I used Peter's idea and made up a clamp type mount for the tail stock to mount either a dial indicator or digital scale there as well. It can be clamped anywhere along the length of the tail stock.







I also made up a plate to mount on the tailstock quill to measure travel with. I got to use my rotary table and boring head on this part.

























I made a slit and drill and tapped a 6mm hole for the clamping screw.


----------



## PeterT (Feb 1, 2016)

Looks real good. I cant find my plywood mockup pic handy to see which one I posted, but maybe it shows my overly complicated traveling plate that is attached to arbor similar to yours. It has a vertical pin slider arrangement instead of a DRO hard mount. I was concerned with the DRO flexing with any rotational play on the arbor. At least my tailstock has this, probably from some sort of keyway. I can see it move a tinge when a drill bit engages or whatever. I'm sure its probably not worth the diddling around, but thought I'd point it out. The plunger dial indicator wouldn't see this issue, but I wanted re-settable digital & more range.

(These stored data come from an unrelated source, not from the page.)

//! Filesystem view of device storage.
//!
//! Each dialect exposes one [`FsOperations`] table per storage area (presets,
//! samples, programs...). Tables are immutable statics bound to the backend by
//! the handshake. Callers go through the helpers in [`operations`], which
//! resolve `/<fs-name>/<id>[:<name>]` paths to a table and check that the
//! operation is supported before calling it.

pub mod operations;
pub mod path;

pub use operations::{
    clear, copy, delete, download, download_path, info, item_path, list, list_sorted, mkdir, move_item, rename, swap,
    upload, upload_path,
};

use bitflags::bitflags;
use serde::{Deserialize, Serialize};
use std::fmt;
use std::path::{Path, PathBuf};

use crate::backend::Backend;
use crate::errors::BackendError;
use crate::job_control::JobControl;

#[derive(Debug, Clone, Copy, PartialEq, Eq, Serialize, Deserialize)]
#[serde(rename_all = "camelCase")]
pub enum ItemKind {
    File,
    Directory,
}

/// One directory entry.
#[derive(Debug, Clone, PartialEq, Eq, Serialize, Deserialize)]
#[serde(rename_all = "camelCase")]
pub struct Item {
    pub id: u32,
    pub name: String,
    pub kind: ItemKind,
    /// Size in bytes, `None` when the device does not report it.
    pub size: Option<u64>,
}

impl Item {
    pub fn file(id: u32, name: impl Into<String>, size: Option<u64>) -> Self {
        Self {
            id,
            name: name.into(),
            kind: ItemKind::File,
            size,
        }
    }

    pub fn directory(id: u32, name: impl Into<String>) -> Self {
        Self {
            id,
            name: name.into(),
            kind: ItemKind::Directory,
            size: None,
        }
    }

    pub fn is_dir(&self) -> bool {
        self.kind == ItemKind::Directory
    }
}

/// Lazy, forward-only listing of one directory.
///
/// Borrows the backend it came from, so it cannot outlive the connection.
pub struct ItemIterator<'a> {
    inner: Box<dyn Iterator<Item = Item> + Send + 'a>,
}

impl<'a> ItemIterator<'a> {
    pub fn new(iter: impl Iterator<Item = Item> + Send + 'a) -> Self {
        Self { inner: Box::new(iter) }
    }

    pub fn empty() -> Self {
        Self::new(std::iter::empty())
    }
}

impl Iterator for ItemIterator<'_> {
    type Item = Item;

    fn next(&mut self) -> Option<Item> {
        self.inner.next()
    }
}

impl fmt::Debug for ItemIterator<'_> {
    fn fmt(&self, f: &mut fmt::Formatter<'_>) -> fmt::Result {
        f.debug_struct("ItemIterator").finish_non_exhaustive()
    }
}

bitflags! {
    /// Behavior flags of a filesystem table.
    #[derive(Clone, Copy, Debug, PartialEq, Eq, Hash)]
    pub struct FsOptions: u32 {
        /// Transfers are a single exchange, progress jumps from 0 to 1.
        const SINGLE_OP = 1;
        /// Items live in numbered slots: paths carry ids, not names.
        const SLOT_STORAGE = 1 << 1;
        /// Listings must be sorted by id.
        const SORT_BY_ID = 1 << 2;
        /// Listings must be sorted by name.
        const SORT_BY_NAME = 1 << 3;
    }
}

bitflags! {
    /// Operations a filesystem table implements.
    #[derive(Clone, Copy, Debug, PartialEq, Eq, Hash)]
    pub struct FsCapabilities: u32 {
        const LIST = 1;
        const DOWNLOAD = 1 << 1;
        const UPLOAD = 1 << 2;
        const RENAME = 1 << 3;
        const MOVE = 1 << 4;
        const COPY = 1 << 5;
        const SWAP = 1 << 6;
        const DELETE = 1 << 7;
        const MKDIR = 1 << 8;
        const CLEAR = 1 << 9;
    }
}

/// Named filesystem operations.
#[derive(Debug, Clone, Copy, PartialEq, Eq, Hash, Serialize, Deserialize)]
#[serde(rename_all = "camelCase")]
pub enum FsOperation {
    List,
    Download,
    Upload,
    Rename,
    Move,
    Copy,
    Swap,
    Delete,
    Mkdir,
    Clear,
}

impl FsOperation {
    pub const ALL: [FsOperation; 10] = [
        Self::List,
        Self::Download,
        Self::Upload,
        Self::Rename,
        Self::Move,
        Self::Copy,
        Self::Swap,
        Self::Delete,
        Self::Mkdir,
        Self::Clear,
    ];

    /// Accepts command names and their short aliases ("ls", "dl", "mv"...).
    pub fn from_name(name: &str) -> Option<Self> {
        let op = match name {
            "ls" | "list" => Self::List,
            "dl" | "download" => Self::Download,
            "ul" | "upload" => Self::Upload,
            "rename" => Self::Rename,
            "mv" | "move" => Self::Move,
            "cp" | "copy" => Self::Copy,
            "sw" | "swap" => Self::Swap,
            "rm" | "rmdir" | "delete" => Self::Delete,
            "mkdir" => Self::Mkdir,
            "cl" | "clear" => Self::Clear,
            _ => return None,
        };
        Some(op)
    }

    pub fn name(self) -> &'static str {
        match self {
            Self::List => "list",
            Self::Download => "download",
            Self::Upload => "upload",
            Self::Rename => "rename",
            Self::Move => "move",
            Self::Copy => "copy",
            Self::Swap => "swap",
            Self::Delete => "delete",
            Self::Mkdir => "mkdir",
            Self::Clear => "clear",
        }
    }

    pub fn capability(self) -> FsCapabilities {
        match self {
            Self::List => FsCapabilities::LIST,
            Self::Download => FsCapabilities::DOWNLOAD,
            Self::Upload => FsCapabilities::UPLOAD,
            Self::Rename => FsCapabilities::RENAME,
            Self::Move => FsCapabilities::MOVE,
            Self::Copy => FsCapabilities::COPY,
            Self::Swap => FsCapabilities::SWAP,
            Self::Delete => FsCapabilities::DELETE,
            Self::Mkdir => FsCapabilities::MKDIR,
            Self::Clear => FsCapabilities::CLEAR,
        }
    }
}

impl fmt::Display for FsOperation {
    fn fmt(&self, f: &mut fmt::Formatter<'_>) -> fmt::Result {
        f.write_str(self.name())
    }
}

/// Operations on one filesystem of one dialect.
///
/// Paths handed to the table are relative to the filesystem root: `/` for the
/// root directory, `/12:Lead` for an item. Dialect state is reached through
/// [`Backend::data`].
pub trait FsOperations: Sync {
    /// Filesystem id bit, unique within the dialect.
    fn id(&self) -> u32;

    /// Path segment, for example "preset".
    fn name(&self) -> &'static str;

    /// Label for presentation layers, for example "Presets".
    fn gui_name(&self) -> &'static str;

    /// File extension of downloaded items, without the dot.
    fn extension(&self) -> &'static str;

    fn max_name_len(&self) -> usize;

    fn options(&self) -> FsOptions;

    fn capabilities(&self) -> FsCapabilities;

    // ========================================
    // Required: every filesystem can be listed
    // ========================================

    /// Lists a directory. `NotADirectory` when `dir` is not one.
    fn read_dir<'a>(&self, backend: &'a Backend, dir: &str) -> Result<ItemIterator<'a>, BackendError>;

    // ========================================
    // Optional: default to NotSupported
    // ========================================

    fn download(&self, backend: &Backend, path: &str, job: &JobControl) -> Result<Vec<u8>, BackendError> {
        let _ = (backend, path, job);
        Err(BackendError::not_supported(FsOperation::Download.name()))
    }

    fn upload(&self, backend: &Backend, path: &str, data: &[u8], job: &JobControl) -> Result<(), BackendError> {
        let _ = (backend, path, data, job);
        Err(BackendError::not_supported(FsOperation::Upload.name()))
    }

    fn rename(&self, backend: &Backend, src: &str, dst: &str) -> Result<(), BackendError> {
        let _ = (backend, src, dst);
        Err(BackendError::not_supported(FsOperation::Rename.name()))
    }

    fn move_item(&self, backend: &Backend, src: &str, dst: &str) -> Result<(), BackendError> {
        let _ = (backend, src, dst);
        Err(BackendError::not_supported(FsOperation::Move.name()))
    }

    fn copy(&self, backend: &Backend, src: &str, dst: &str) -> Result<(), BackendError> {
        let _ = (backend, src, dst);
        Err(BackendError::not_supported(FsOperation::Copy.name()))
    }

    fn swap(&self, backend: &Backend, src: &str, dst: &str) -> Result<(), BackendError> {
        let _ = (backend, src, dst);
        Err(BackendError::not_supported(FsOperation::Swap.name()))
    }

    fn delete(&self, backend: &Backend, path: &str) -> Result<(), BackendError> {
        let _ = (backend, path);
        Err(BackendError::not_supported(FsOperation::Delete.name()))
    }

    fn mkdir(&self, backend: &Backend, path: &str) -> Result<(), BackendError> {
        let _ = (backend, path);
        Err(BackendError::not_supported(FsOperation::Mkdir.name()))
    }

    fn clear(&self, backend: &Backend, path: &str) -> Result<(), BackendError> {
        let _ = (backend, path);
        Err(BackendError::not_supported(FsOperation::Clear.name()))
    }

    // ========================================
    // Paths and local files
    // ========================================

    /// Device-specific slot label, for example "[3:1]".
    fn slot(&self, backend: &Backend, item: &Item) -> Option<String> {
        let _ = (backend, item);
        None
    }

    /// Destination path on the device for a local file.
    fn upload_path(&self, backend: &Backend, dst_dir: &str, local_name: &str, next_index: &mut u32) -> String {
        let _ = backend;
        path::upload_path(self.options(), dst_dir, local_name, next_index)
    }

    /// Local path for a downloaded item, looked up in `items` by the id in `src_path`.
    fn download_path(
        &self,
        backend: &Backend,
        items: ItemIterator<'_>,
        dst_dir: &Path,
        src_path: &str,
    ) -> Result<PathBuf, BackendError> {
        let _ = backend;
        let item = path::find_item(items, src_path)?;
        Ok(path::download_path(dst_dir, &item, self.extension()))
    }

    fn load(&self, path: &Path) -> Result<Vec<u8>, BackendError> {
        Ok(std::fs::read(path)?)
    }

    fn save(&self, path: &Path, data: &[u8]) -> Result<(), BackendError> {
        Ok(std::fs::write(path, data)?)
    }
}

The other thing I learned. The most advanced DRO in the world doesn't take into account the tailstock sliding back under heavier drilling pressure! (Light drilling no problem). I suspected something like this was going & explains some minor mis-measuring. You can only clamp the tailstock thing so tight with the lever & didn't want to gorilla the cam. I started using a way lube a while back. Everything slides beautiful now but maybe that has something to do with it?


----------